Glial Fibrillary Acidic Protein (GFAP)
GFAP is a structural protein in astrocytes, the star-shaped support cells of the brain. Elevated levels in blood reflect astrocytic activation and neuroinflammation, which often occur early in the Alzheimer’s process around amyloid deposits, making GFAP a sensitive marker of brain changes even before severe symptoms develop.
Interpretation:
- Elevated GFAP → Indicates neuroinflammation and astrocytic response, often rising before symptoms are severe. It supports the presence of underlying AD pathology when combined with amyloid/tau results.
- Normal GFAP → Less supportive of active AD-related changes, though it doesn’t rule it out.
Z-score
What it means:
Many labs report a Z-score for these biomarkers, which tells you how far the patient’s value deviates from the mean of a reference (control) population.
- Z = 0 → Average/normal.
- Z > +1 to +2 → Above normal range (elevated, possibly pathological)

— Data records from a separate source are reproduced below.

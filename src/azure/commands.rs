//! Translation of [`Request`]s into `az` argument vectors.
//!
//! `show`/`list` use a `--query` projection so the JSON coming back carries
//! exactly the fields the live models deserialize, under the same names the
//! create parameters use.

use super::api::{Action, Request, ResourceKind};
use crate::error::{ConvergeError, Result};
use serde_json::Value;
use std::fmt;

/// How one parameter is rendered on the command line.
#[derive(Debug, Clone, Copy)]
enum Flag {
    /// `--flag value...`
    Arg(&'static str),
    /// `--set path=value` (generic update)
    Set(&'static str),
    /// `--set path=<json>`, replacing a whole list or object
    SetJson(&'static str),
}

struct KindCommands {
    group: &'static [&'static str],
    parent_flag: Option<&'static str>,
    projection: &'static str,
    create_flags: &'static [(&'static str, Flag)],
    update_flags: Option<&'static [(&'static str, Flag)]>,
}

const LOCATION: (&str, Flag) = ("location", Flag::Arg("--location"));

fn commands(kind: ResourceKind) -> KindCommands {
    match kind {
        ResourceKind::VirtualNetwork => KindCommands {
            group: &["network", "vnet"],
            parent_flag: None,
            projection: "{name:name, id:id, addressPrefixes:addressSpace.addressPrefixes, provisioningState:provisioningState}",
            create_flags: &[LOCATION, ("addressPrefixes", Flag::Arg("--address-prefixes"))],
            update_flags: Some(&[("addressPrefixes", Flag::Arg("--address-prefixes"))]),
        },
        ResourceKind::Subnet => KindCommands {
            group: &["network", "vnet", "subnet"],
            parent_flag: Some("--vnet-name"),
            projection: "{name:name, id:id, addressPrefix:addressPrefix, addressPrefixes:addressPrefixes, ipConfigurationCount:length(ipConfigurations || `[]`), routeTable:routeTable.id, networkSecurityGroup:networkSecurityGroup.id}",
            create_flags: &[
                ("addressPrefix", Flag::Arg("--address-prefixes")),
                ("routeTable", Flag::Arg("--route-table")),
                ("networkSecurityGroup", Flag::Arg("--network-security-group")),
            ],
            update_flags: None,
        },
        ResourceKind::PublicIp => KindCommands {
            group: &["network", "public-ip"],
            parent_flag: None,
            projection: "{name:name, id:id, ipAddress:ipAddress, sku:sku.name, allocationMethod:publicIPAllocationMethod}",
            create_flags: &[
                LOCATION,
                ("sku", Flag::Arg("--sku")),
                ("allocationMethod", Flag::Arg("--allocation-method")),
            ],
            update_flags: None,
        },
        ResourceKind::NetworkSecurityGroup => KindCommands {
            group: &["network", "nsg"],
            parent_flag: None,
            projection: "{name:name, id:id}",
            create_flags: &[LOCATION],
            update_flags: None,
        },
        ResourceKind::SecurityRule => KindCommands {
            group: &["network", "nsg", "rule"],
            parent_flag: Some("--nsg-name"),
            projection: "{name:name, priority:priority, direction:direction, access:access, protocol:protocol, sourceAddressPrefix:sourceAddressPrefix, destinationPortRange:destinationPortRange}",
            create_flags: &[
                ("priority", Flag::Arg("--priority")),
                ("direction", Flag::Arg("--direction")),
                ("access", Flag::Arg("--access")),
                ("protocol", Flag::Arg("--protocol")),
                ("sourceAddressPrefix", Flag::Arg("--source-address-prefixes")),
                ("destinationPortRange", Flag::Arg("--destination-port-ranges")),
            ],
            update_flags: None,
        },
        ResourceKind::NetworkInterface => KindCommands {
            group: &["network", "nic"],
            parent_flag: None,
            projection: "{name:name, id:id, subnet:ipConfigurations[0].subnet.id, privateIpAddress:ipConfigurations[0].privateIPAddress, enableIpForwarding:enableIPForwarding, networkSecurityGroup:networkSecurityGroup.id, publicIp:ipConfigurations[0].publicIPAddress.id}",
            create_flags: &[
                LOCATION,
                ("vnetName", Flag::Arg("--vnet-name")),
                ("subnet", Flag::Arg("--subnet")),
                ("privateIpAddress", Flag::Arg("--private-ip-address")),
                ("enableIpForwarding", Flag::Arg("--ip-forwarding")),
                ("networkSecurityGroup", Flag::Arg("--network-security-group")),
                ("publicIp", Flag::Arg("--public-ip-address")),
            ],
            update_flags: Some(&[
                ("enableIpForwarding", Flag::Arg("--ip-forwarding")),
                ("networkSecurityGroup", Flag::Arg("--network-security-group")),
            ]),
        },
        ResourceKind::VirtualMachine => KindCommands {
            group: &["vm"],
            parent_flag: None,
            projection: "{name:name, id:id, size:hardwareProfile.vmSize, provisioningState:provisioningState}",
            create_flags: &[
                LOCATION,
                ("image", Flag::Arg("--image")),
                ("size", Flag::Arg("--size")),
                ("nics", Flag::Arg("--nics")),
                ("adminUsername", Flag::Arg("--admin-username")),
                ("adminPassword", Flag::Arg("--admin-password")),
                ("authenticationType", Flag::Arg("--authentication-type")),
            ],
            update_flags: Some(&[("size", Flag::Set("hardwareProfile.vmSize"))]),
        },
        ResourceKind::RouteTable => KindCommands {
            group: &["network", "route-table"],
            parent_flag: None,
            projection: "{name:name, id:id}",
            create_flags: &[LOCATION],
            update_flags: None,
        },
        ResourceKind::Route => KindCommands {
            group: &["network", "route-table", "route"],
            parent_flag: Some("--route-table-name"),
            projection: "{name:name, addressPrefix:addressPrefix, nextHopType:nextHopType, nextHopIpAddress:nextHopIpAddress}",
            create_flags: &[
                ("addressPrefix", Flag::Arg("--address-prefix")),
                ("nextHopType", Flag::Arg("--next-hop-type")),
                ("nextHopIpAddress", Flag::Arg("--next-hop-ip-address")),
            ],
            update_flags: None,
        },
        ResourceKind::VnetPeering => KindCommands {
            group: &["network", "vnet", "peering"],
            parent_flag: Some("--vnet-name"),
            projection: "{name:name, remoteVnet:remoteVirtualNetwork.id, peeringState:peeringState, allowForwardedTraffic:allowForwardedTraffic}",
            create_flags: &[
                ("remoteVnet", Flag::Arg("--remote-vnet")),
                ("allowVnetAccess", Flag::Arg("--allow-vnet-access")),
                ("allowForwardedTraffic", Flag::Arg("--allow-forwarded-traffic")),
            ],
            update_flags: Some(&[
                ("remoteVnet", Flag::Set("remoteVirtualNetwork.id")),
                ("allowVnetAccess", Flag::Set("allowVirtualNetworkAccess")),
                ("allowForwardedTraffic", Flag::Set("allowForwardedTraffic")),
            ]),
        },
        ResourceKind::PrivateDnsZone => KindCommands {
            group: &["network", "private-dns", "zone"],
            parent_flag: None,
            projection: "{name:name, id:id}",
            create_flags: &[],
            update_flags: None,
        },
        ResourceKind::PrivateDnsLink => KindCommands {
            group: &["network", "private-dns", "link", "vnet"],
            parent_flag: Some("--zone-name"),
            projection: "{name:name, virtualNetwork:virtualNetwork.id, registrationEnabled:registrationEnabled}",
            create_flags: &[
                ("virtualNetwork", Flag::Arg("--virtual-network")),
                ("registrationEnabled", Flag::Arg("--registration-enabled")),
            ],
            update_flags: Some(&[("registrationEnabled", Flag::Arg("--registration-enabled"))]),
        },
        ResourceKind::DnsARecord => KindCommands {
            group: &["network", "private-dns", "record-set", "a"],
            parent_flag: Some("--zone-name"),
            projection: "{name:name, ipv4Addresses:aRecords[].ipv4Address}",
            create_flags: &[("ipv4Address", Flag::Arg("--ipv4-address"))],
            update_flags: Some(&[("aRecords", Flag::SetJson("aRecords"))]),
        },
    }
}

/// Parameters that must never show up in logs.
const SECRET_PARAMS: &[&str] = &["adminPassword"];

/// A ready-to-run `az` invocation.
#[derive(Debug, Clone, PartialEq, Eq)]
pub struct AzCommand {
    pub args: Vec<String>,
    /// Printable form with secrets masked.
    pub redacted: String,
}

impl fmt::Display for AzCommand {
    fn fmt(&self, f: &mut fmt::Formatter<'_>) -> fmt::Result {
        f.write_str(&self.redacted)
    }
}

fn value_args(key: &str, value: &Value) -> Result<Vec<String>> {
    let scalar = |v: &Value| -> Result<String> {
        match v {
            Value::String(s) => Ok(s.clone()),
            Value::Bool(b) => Ok(b.to_string()),
            Value::Number(n) => Ok(n.to_string()),
            other => Err(ConvergeError::validation(
                other.to_string(),
                format!("unsupported value for parameter '{key}'"),
            )),
        }
    };
    match value {
        Value::Array(items) => items.iter().map(scalar).collect(),
        v => Ok(vec![scalar(v)?]),
    }
}

/// Build the `az` arguments for `request` inside `resource_group`.
pub fn build(resource_group: &str, request: &Request) -> Result<AzCommand> {
    let spec = commands(request.kind);
    let verb = match (request.action, request.kind) {
        (Action::Describe, _) => "show",
        (Action::List, _) => "list",
        (Action::Create, ResourceKind::DnsARecord) => "add-record",
        (Action::Create, _) => "create",
        (Action::Update, _) => "update",
    };

    let mut args: Vec<String> = vec!["az".to_string()];
    args.extend(spec.group.iter().map(|s| s.to_string()));
    args.push(verb.to_string());
    args.extend(["-g".to_string(), resource_group.to_string()]);

    match (spec.parent_flag, &request.id.parent) {
        (Some(flag), Some(parent)) => args.extend([flag.to_string(), parent.clone()]),
        (Some(flag), None) => {
            return Err(ConvergeError::validation(
                request.to_string(),
                format!("{} needs a parent ({flag})", request.kind),
            ))
        }
        (None, _) => {}
    }
    if request.action != Action::List {
        args.extend(["-n".to_string(), request.id.name.clone()]);
    }

    let mut redacted = args.clone();
    match request.action {
        Action::Describe | Action::List => {
            let query = if request.action == Action::List {
                format!("[].{}", spec.projection)
            } else {
                spec.projection.to_string()
            };
            args.extend(["--query".to_string(), query.clone()]);
            redacted.extend(["--query".to_string(), format!("'{query}'")]);
        }
        Action::Create | Action::Update => {
            let flags = match request.action {
                Action::Update => spec.update_flags.unwrap_or(spec.create_flags),
                _ => spec.create_flags,
            };
            for (key, value) in &request.params {
                if value.is_null() {
                    continue;
                }
                let flag = flags
                    .iter()
                    .find(|(k, _)| *k == key.as_str())
                    .map(|(_, flag)| *flag)
                    .ok_or_else(|| {
                        ConvergeError::validation(
                            key.clone(),
                            format!("no az flag for parameter of {} {}", request.kind, request.action),
                        )
                    })?;
                if let Flag::SetJson(path) = flag {
                    let assignment = format!("{path}={value}");
                    args.extend(["--set".to_string(), assignment.clone()]);
                    redacted.extend(["--set".to_string(), format!("'{assignment}'")]);
                    continue;
                }
                let values = value_args(key, value)?;
                let secret = SECRET_PARAMS.contains(&key.as_str());
                match flag {
                    Flag::Arg(name) => {
                        args.push(name.to_string());
                        args.extend(values.iter().cloned());
                        redacted.push(name.to_string());
                        if secret {
                            redacted.push("***".to_string());
                        } else {
                            redacted.extend(values);
                        }
                    }
                    Flag::Set(path) => {
                        let assignment = format!("{path}={}", values.join(","));
                        args.extend(["--set".to_string(), assignment.clone()]);
                        redacted.extend(["--set".to_string(), assignment]);
                    }
                    Flag::SetJson(_) => {}
                }
            }
        }
    }
    args.extend(["--output".to_string(), "json".to_string()]);
    redacted.extend(["--output".to_string(), "json".to_string()]);

    Ok(AzCommand {
        args,
        redacted: redacted.join(" "),
    })
}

- Z < –1 to –2 → Below normal range.
Interpretation:
- A positive Z-score for pTau217 or GFAP → elevated, supports AD pathology.
- A negative Z-score for Aβ42/Aβ40 → decreased ratio, supports amyloid plaque presence.
Putting it All Together
- pTau217/Aβ42 ↑, Aβ42/Aβ40 ↓, GFAP ↑ → Classic Alzheimer’s profile; highly predictive when symptoms are present.
- Normal ratios and GFAP → Alzheimer’s pathology less likely; consider other causes of cognitive impairment.
- Mixed results (e.g., low amyloid but normal tau) → Could represent preclinical stage, early disease, or another neurodegenerative condition.
Bottom line
- Tau217/Aβ42 ratio = strongest indicator of AD vs non-AD dementia.
- Aβ42/Aβ40 ratio = amyloid burden marker.
- GFAP = astrocytic/neuroinflammatory response marker.
- Z-scores = show how abnormal each value is relative to healthy controls.